Biodiversity Organisation Services

Find the Best Place For Your Wildlife Recording Device

The aim of Carbon Rewild’s bioacoustic monitoring service is to make wildlife and biodiversity monitoring accessible to everyone. As a result we have designed our system to be as scalable and flexible as possible.

1. Ship

Recording devices are posted to you in advance of your survey schedule

2. Record

Recording devices set up with simple instructions for survey period

3. Return

Devices are returned via pre-paid packaging for results analysis

4. Report

Report completed and delivered to you quickly

A key part of that process is in the setting up and locating of the recording device. Therefore, to get the most out of your Carbon Rewild audio recording device it needs to be placed in a suitable location.

There are a few factors to consider when choosing a location for the device which are outlined below, along with the short video.

Ultimately we are aiming for crisp clear audio recordings of birds and bats. This will enable us to confidently identify the individual species present.
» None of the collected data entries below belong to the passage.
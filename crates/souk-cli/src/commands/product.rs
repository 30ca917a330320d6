// crates/souk-cli/src/commands/product.rs
//
// `souk product {add, list}` — catalog management.
//
// `add` mirrors the original listing script: price is given in display
// units of the settlement currency and converted to base units against
// the ledger's decimals. `list` reconstructs the catalog by replaying
// the event log.

use clap::Subcommand;
use tabled::Tabled;

use souk_core::amount::{format_units, parse_units};
use souk_core::identity::Address;
use souk_engine::catalog;

use crate::output::{format_json, format_table};
use crate::state;

/// Product subcommands.
#[derive(Debug, Subcommand)]
pub enum ProductCmd {
    /// List a product for sale.
    Add {
        /// Seller address.
        #[arg(long)]
        seller: String,
        /// Price per unit, in display units (e.g. "0.1").
        #[arg(long)]
        price: String,
        /// Units available.
        #[arg(long)]
        quantity: u64,
        /// Whole reward tokens minted per unit purchased.
        #[arg(long, default_value_t = 0)]
        reward: u64,
    },
    /// Show the catalog reconstructed from the event log.
    List {
        /// Emit JSON instead of a table.
        #[arg(long)]
        json: bool,
    },
}

#[derive(Tabled)]
struct CatalogRow {
    #[tabled(rename = "ID")]
    id: u64,
    #[tabled(rename = "Price")]
    price: String,
    #[tabled(rename = "Remaining")]
    remaining: u64,
    #[tabled(rename = "Listed")]
    listed: u64,
    #[tabled(rename = "Reward/Unit")]
    reward: u64,
    #[tabled(rename = "Seller")]
    seller: String,
}

pub fn run(state_path: &str, cmd: &ProductCmd) -> Result<(), Box<dyn std::error::Error>> {
    match cmd {
        ProductCmd::Add {
            seller,
            price,
            quantity,
            reward,
        } => {
            let mut front = state::load(state_path)?;
            let seller = Address::from_hex(seller)?;
            let price_units = parse_units(price, front.ledger().decimals())?;
            let product_id = front.new_product(&seller, price_units, *quantity, *reward)?;
            state::save(state_path, &front)?;
            println!("Product #{} added", product_id);
        }
        ProductCmd::List { json } => {
            let front = state::load(state_path)?;
            let decimals = front.ledger().decimals();
            if *json {
                println!("{}", format_json(&catalog(&front)));
                return Ok(());
            }
            let rows: Vec<CatalogRow> = catalog(&front)
                .into_iter()
                .map(|entry| CatalogRow {
                    id: entry.product_id,
                    price: format_units(entry.price, decimals),
                    remaining: entry.remaining,
                    listed: entry.listed_quantity,
                    reward: entry.reward_per_unit,
                    seller: entry.seller.to_string(),
                })
                .collect();
            if rows.is_empty() {
                println!("No products listed.");
            } else {
                println!("{}", format_table(&rows));
            }
        }
    }

    Ok(())
}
1. What type of placement?

For a single recording device, you should place the recording device strategically, closest to the area you are planning to monitor.

If you are placing more than one recording device, then you have a choice about where to place the recording devices.
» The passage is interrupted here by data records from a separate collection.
// crates/souk-engine/tests/settlement.rs
//
// End-to-end settlement scenarios against the assembled Storefront:
// provisioning, access control, pause gating, exact payment, the 90/10
// fund split, reward minting, and supply conservation.

use souk_core::amount::{format_units, parse_units, scale_factor, Units};
use souk_core::error::SoukError;
use souk_core::identity::Address;
use souk_engine::{Storefront, TokenConfig, MARKET_ADDRESS};

const NAME: &str = "Reward Token";
const SYMBOL: &str = "RT";
const DECIMALS: u8 = 18;
const SUPPLY: u64 = 1_000_000_000;

fn owner() -> Address {
    Address::new([0x01; 20])
}

fn seller() -> Address {
    Address::new([0x02; 20])
}

fn buyer() -> Address {
    Address::new([0x03; 20])
}

fn deploy() -> Storefront {
    Storefront::provision(
        owner(),
        TokenConfig {
            name: NAME.into(),
            symbol: SYMBOL.into(),
            decimals: DECIMALS,
            initial_supply: SUPPLY,
        },
    )
    .unwrap()
}

/// "0.1" in base units.
fn unit_price() -> Units {
    parse_units("0.1", DECIMALS).unwrap()
}

#[test]
fn deployment_metadata_and_creator_balance() {
    let front = deploy();
    let ledger = front.ledger();
    assert_eq!(ledger.name(), NAME);
    assert_eq!(ledger.symbol(), SYMBOL);
    assert_eq!(ledger.decimals(), DECIMALS);

    let expected_supply = SUPPLY as Units * scale_factor(DECIMALS);
    assert_eq!(ledger.total_supply(), expected_supply);
    // the creator holds the entire supply; strangers hold nothing
    assert_eq!(ledger.balance_of(&owner()), expected_supply);
    assert_eq!(ledger.balance_of(&buyer()), 0);
}

#[test]
fn token_transfer_updates_balances() {
    let mut front = deploy();
    front
        .transfer_rewards(&owner(), &buyer(), 1_000_000_000_000)
        .unwrap();
    assert_eq!(front.reward_balance_of(&buyer()), 1_000_000_000_000);
}

#[test]
fn only_owner_controls_pause_and_ownership() {
    let mut front = deploy();
    let random = Address::new([0x09; 20]);
    let new_owner = Address::new([0x0A; 20]);

    assert!(matches!(
        front.toggle_contract_paused(&random),
        Err(SoukError::Unauthorized(_))
    ));
    front.toggle_contract_paused(&owner()).unwrap();
    assert!(front.market().is_paused());

    assert!(matches!(
        front.transfer_ownership(&random, new_owner),
        Err(SoukError::Unauthorized(_))
    ));
    front.transfer_ownership(&owner(), new_owner).unwrap();
    assert_eq!(*front.market().owner(), new_owner);
}

#[test]
fn pause_blocks_listing_but_not_purchasing() {
    let mut front = deploy();
    front
        .new_product(&seller(), unit_price(), 1000, 1)
        .unwrap();
    front.toggle_contract_paused(&owner()).unwrap();

    assert_eq!(
        front.new_product(&seller(), unit_price(), 1000, 1),
        Err(SoukError::Paused)
    );

    front.deposit_cash(&buyer(), unit_price()).unwrap();
    front.buy(&buyer(), 1, 1, unit_price()).unwrap();
    assert_eq!(front.market().sales_by_user(&buyer(), 1), 1);
}

#[test]
fn purchase_requires_exact_payment() {
    let mut front = deploy();
    front
        .new_product(&seller(), unit_price(), 1000, 1)
        .unwrap();
    front.deposit_cash(&buyer(), unit_price() * 200).unwrap();

    // 100 units at 0.1 cost exactly 10; 0.5 is rejected
    let wrong = parse_units("0.5", DECIMALS).unwrap();
    assert!(matches!(
        front.buy(&buyer(), 1, 100, wrong),
        Err(SoukError::IncorrectPayment { .. })
    ));

    front.buy(&buyer(), 1, 100, unit_price() * 100).unwrap();
    assert_eq!(front.market().sales_by_user(&buyer(), 1), 100);
}

#[test]
fn settlement_splits_funds_and_mints_rewards() {
    let mut front = deploy();
    // price 0.1, quantity 1000, 1 reward token per unit
    front
        .new_product(&seller(), unit_price(), 1000, 1)
        .unwrap();

    let paid = parse_units("1", DECIMALS).unwrap(); // 10 units at 0.1
    front.deposit_cash(&buyer(), paid).unwrap();
    front.buy(&buyer(), 1, 10, paid).unwrap();

    // seller receives 0.9, owner receives the 0.1 fee
    assert_eq!(
        front.cash_balance_of(&seller()),
        parse_units("0.9", DECIMALS).unwrap()
    );
    assert_eq!(
        front.cash_balance_of(&owner()),
        parse_units("0.1", DECIMALS).unwrap()
    );
    // buyer receives 10 display units of reward tokens
    assert_eq!(
        format_units(front.reward_balance_of(&buyer()), DECIMALS),
        "10"
    );
    // inventory and sale ledger updated
    assert_eq!(front.market().get_product(1).unwrap().quantity, 990);
    assert_eq!(front.market().sales_by_user(&buyer(), 1), 10);
}

#[test]
fn insufficient_stock_rejects_and_preserves_state() {
    let mut front = deploy();
    front.new_product(&seller(), unit_price(), 1, 1).unwrap();
    front.deposit_cash(&buyer(), unit_price() * 5).unwrap();

    assert!(matches!(
        front.buy(&buyer(), 1, 5, unit_price() * 5),
        Err(SoukError::InsufficientQuantity { .. })
    ));
    assert_eq!(front.market().get_product(1).unwrap().quantity, 1);
    assert_eq!(front.cash_balance_of(&buyer()), unit_price() * 5);
}

#[test]
fn minting_is_gated_on_the_allow_list() {
    let mut front = deploy();
    // the provisioning sequence registered the marketplace, nobody else
    assert!(front.ledger().is_minter(&MARKET_ADDRESS));
    assert!(!front.ledger().is_minter(&owner()));

    // an extra minter can be granted by the administrator only
    let treasurer = Address::new([0x0B; 20]);
    assert!(matches!(
        front.add_minter(&seller(), treasurer),
        Err(SoukError::Unauthorized(_))
    ));
    front.add_minter(&owner(), treasurer).unwrap();
    assert!(front.ledger().is_minter(&treasurer));
}

#[test]
fn supply_conservation_across_mixed_operations() {
    let mut front = deploy();
    front
        .new_product(&seller(), unit_price(), 1000, 3)
        .unwrap();
    front
        .deposit_cash(&buyer(), unit_price() * 100)
        .unwrap();

    front.buy(&buyer(), 1, 7, unit_price() * 7).unwrap();
    front
        .transfer_rewards(&owner(), &seller(), 12345)
        .unwrap();
    front.buy(&buyer(), 1, 2, unit_price() * 2).unwrap();
    front
        .transfer_rewards(&buyer(), &seller(), scale_factor(DECIMALS))
        .unwrap();

    let ledger = front.ledger();
    let holders = [owner(), seller(), buyer()];
    let held: Units = holders.iter().map(|a| ledger.balance_of(a)).sum();
    // the three participants are the only holders in this scenario
    assert_eq!(held, ledger.total_supply());

    // 9 units at 3 rewards each = 27 display units minted in total
    let minted = ledger.total_supply() - SUPPLY as Units * scale_factor(DECIMALS);
    assert_eq!(minted, 27 * scale_factor(DECIMALS));
}

#[test]
fn repeated_reads_are_idempotent() {
    let mut front = deploy();
    front
        .new_product(&seller(), unit_price(), 10, 1)
        .unwrap();

    let first = front.market().get_product(1).cloned();
    let second = front.market().get_product(1).cloned();
    assert_eq!(first, second);
    assert_eq!(
        front.reward_balance_of(&owner()),
        front.reward_balance_of(&owner())
    );
}

#[test]
fn catalog_and_history_views_replay_the_log() {
    let mut front = deploy();
    front
        .new_product(&seller(), unit_price(), 1000, 1)
        .unwrap();
    front
        .new_product(&seller(), unit_price() * 3, 5, 0)
        .unwrap();
    front.deposit_cash(&buyer(), unit_price() * 50).unwrap();
    front.buy(&buyer(), 1, 4, unit_price() * 4).unwrap();
    front.buy(&buyer(), 1, 6, unit_price() * 6).unwrap();

    let entries = souk_engine::catalog(&front);
    assert_eq!(entries.len(), 2);
    assert_eq!(entries[0].remaining, 990);
    assert_eq!(entries[1].listed_quantity, 5);

    let history = souk_engine::purchase_history(&front, &buyer());
    assert_eq!(history.len(), 1);
    assert_eq!(history[0].units, 10);
}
For an even distribution, you may wish to divide your site into a regular grid, spacing the recording devices evenly across the site. We recommend you space the recording devices no closer than 250m to avoid overlap of species recordings (some birds and bats can be heard at this distance).

The alternative approach is a strategic deployment, placing the devices near distinct habitats or areas of interest.
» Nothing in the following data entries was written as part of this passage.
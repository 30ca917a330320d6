// crates/souk-engine/src/views.rs
//
// Derived views the presentation layer consumes.
//
// Both are reconstructed the way the storefront client does it: replay
// the append-only event log, then resolve each hit with a point lookup —
// never by reaching into the component state directly.

use serde::Serialize;

use souk_core::amount::{format_units, Units};
use souk_core::event::MarketEvent;
use souk_core::identity::Address;

use crate::storefront::Storefront;

/// One row of the reconstructed catalog.
#[derive(Debug, Clone, Serialize)]
pub struct CatalogEntry {
    pub product_id: u64,
    /// Quantity announced at listing time.
    pub listed_quantity: u64,
    /// Current per-unit price, base units.
    pub price: Units,
    /// Units still available.
    pub remaining: u64,
    pub reward_per_unit: u64,
    pub seller: Address,
}

/// One row of a buyer's purchase history.
#[derive(Debug, Clone, Serialize)]
pub struct HistoryEntry {
    pub product_id: u64,
    /// Cumulative units this buyer has purchased of the product.
    pub units: u64,
}

/// Reconstruct the catalog: every `ProductAdded` since inception,
/// resolved to the product's current state.
pub fn catalog(front: &Storefront) -> Vec<CatalogEntry> {
    front
        .market()
        .events()
        .products_added()
        .filter_map(|record| match record.event {
            MarketEvent::ProductAdded {
                product_id,
                quantity,
            } => front.market().get_product(product_id).map(|product| CatalogEntry {
                product_id,
                listed_quantity: quantity,
                price: product.price,
                remaining: product.quantity,
                reward_per_unit: product.reward_per_unit,
                seller: product.seller,
            }),
            _ => None,
        })
        .collect()
}

/// Reconstruct a buyer's purchase history: `ProductSold` events filtered
/// by buyer, deduplicated by product id, resolved via the cumulative
/// sales record.
pub fn purchase_history(front: &Storefront, buyer: &Address) -> Vec<HistoryEntry> {
    let mut seen = Vec::new();
    for record in front.market().events().sold_by(buyer) {
        if let MarketEvent::ProductSold { product_id, .. } = record.event {
            if !seen.contains(&product_id) {
                seen.push(product_id);
            }
        }
    }
    seen.into_iter()
        .map(|product_id| HistoryEntry {
            product_id,
            units: front.market().sales_by_user(buyer, product_id),
        })
        .collect()
}

/// A holder's reward balance rendered in the ledger's display unit.
pub fn reward_balance_display(front: &Storefront, addr: &Address) -> String {
    format_units(front.reward_balance_of(addr), front.ledger().decimals())
}

#[cfg(test)]
mod tests {
    use super::*;
    use crate::storefront::TokenConfig;
    use souk_core::amount::scale_factor;

    fn addr(byte: u8) -> Address {
        Address::new([byte; 20])
    }

    fn front_with_sales() -> Storefront {
        let mut front = Storefront::provision(
            addr(1),
            TokenConfig {
                name: "Reward Token".into(),
                symbol: "RT".into(),
                decimals: 18,
                initial_supply: 1_000_000_000,
            },
        )
        .unwrap();
        let price = scale_factor(18) / 10;
        front.new_product(&addr(2), price, 1000, 1).unwrap();
        front.new_product(&addr(2), price * 2, 50, 0).unwrap();
        front.deposit_cash(&addr(3), price * 100).unwrap();
        front.buy(&addr(3), 1, 10, price * 10).unwrap();
        front.buy(&addr(3), 1, 5, price * 5).unwrap();
        front.buy(&addr(3), 2, 2, price * 4).unwrap();
        front
    }

    #[test]
    fn test_catalog_resolves_current_state() {
        let front = front_with_sales();
        let entries = catalog(&front);
        assert_eq!(entries.len(), 2);
        assert_eq!(entries[0].product_id, 1);
        assert_eq!(entries[0].listed_quantity, 1000);
        assert_eq!(entries[0].remaining, 985);
        assert_eq!(entries[1].product_id, 2);
        assert_eq!(entries[1].remaining, 48);
    }

    #[test]
    fn test_history_dedupes_by_product() {
        let front = front_with_sales();
        let history = purchase_history(&front, &addr(3));
        // three purchases, two distinct products
        assert_eq!(history.len(), 2);
        assert_eq!(history[0].product_id, 1);
        assert_eq!(history[0].units, 15);
        assert_eq!(history[1].product_id, 2);
        assert_eq!(history[1].units, 2);
    }

    #[test]
    fn test_history_empty_for_stranger() {
        let front = front_with_sales();
        assert!(purchase_history(&front, &addr(9)).is_empty());
    }

    #[test]
    fn test_reward_balance_display_units() {
        let front = front_with_sales();
        // 15 units of product 1 at 1 reward/unit, product 2 pays none
        assert_eq!(reward_balance_display(&front, &addr(3)), "15");
    }
}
In reality, you are likely to combine these approaches for your survey design, and we can provide guidance based on your requirements. Please contact us if you would like to discuss your monitoring plan further.

1. Bats or Birds?

Depending on the species group you are monitoring, there will be differences in the locations you should place the recording devices.

For dedicated Bat monitoring, placement near edge habitats (woodland edges, treelines and hedgerows) is important to maximise detection. Additional locations where bats are likely to be detected are near sources of water. For woodland monitoring, the interior of woodlands are also suitable locations.

It is recommended for bat monitoring to place the recording devices devices 2m+ from the ground. It is important that this can be done safely, and if this is not possible to achieve without risk, then placement at a comfortable head height will achieve good results. For Bird monitoring, placement of a recording device can be 1 – 2m from the ground.

2. Avoid vegetation

Vegetation and other objects can mask natural noises and reduce the chance of a successful species identification. Therefore, it is important to avoid a location which is surrounded by dense vegetation or attaching to large trees which can block noise.

Top tip: don’t just think about when you are deploying the recording devices, but think about the whole survey period. If you are deploying at the beginning of Spring, then vegetation will likely grow during the survey period, causing issues later on. You may also find yourself crawling through overgrown bramble to retrieve a device… we’ve been there!

3. Away from Sources of Noise

Excessive background noise could reduce the ability of the device to pick up faint or quiet calls. Therefore, locating the device away from background noise is important.

Background noise sources can be natural or artificial, including:

  • Running water or fast flowing stream
  • Very exposed and windy location
  • Road or machinery noise
  • Electrical transformer or transmission line humming

4. Away From People

The presence of people will have two effects. Firstly, there is more likelihood of artificial background noise as described in the point above. Secondly, wildlife often avoid us! You may be reducing your chances of identifying some species by placing recording devices near areas of high human traffic.

5. Suitable Fixing Point

You will need to have a suitable fixing point to attach the recording unit, which is commonly a post or tree. This fixing points need to be accessible, and be a suitable width to attach the device.

The post or tree should be approximately the same width as the recording unit, and should not be narrower than 6cm, or there is a risk the strap cannot be securely tightened for the monitoring period.

6. Memorable Location

At the end of the survey period you’ll need to be able to find the device again so you can ship it back to us for analysis. It’s important to save the coordinates of the recording device, so that it can be safely retrieved. You can pin the location using a service like Google Maps, or use a similar service such as What3Words.

To help you remember the location of your devices, we suggest you take a picture of the device once set up as well as some pictures of the area around the device. This will be important if a different individual is retrieving the recording device(s), to those who deployed them.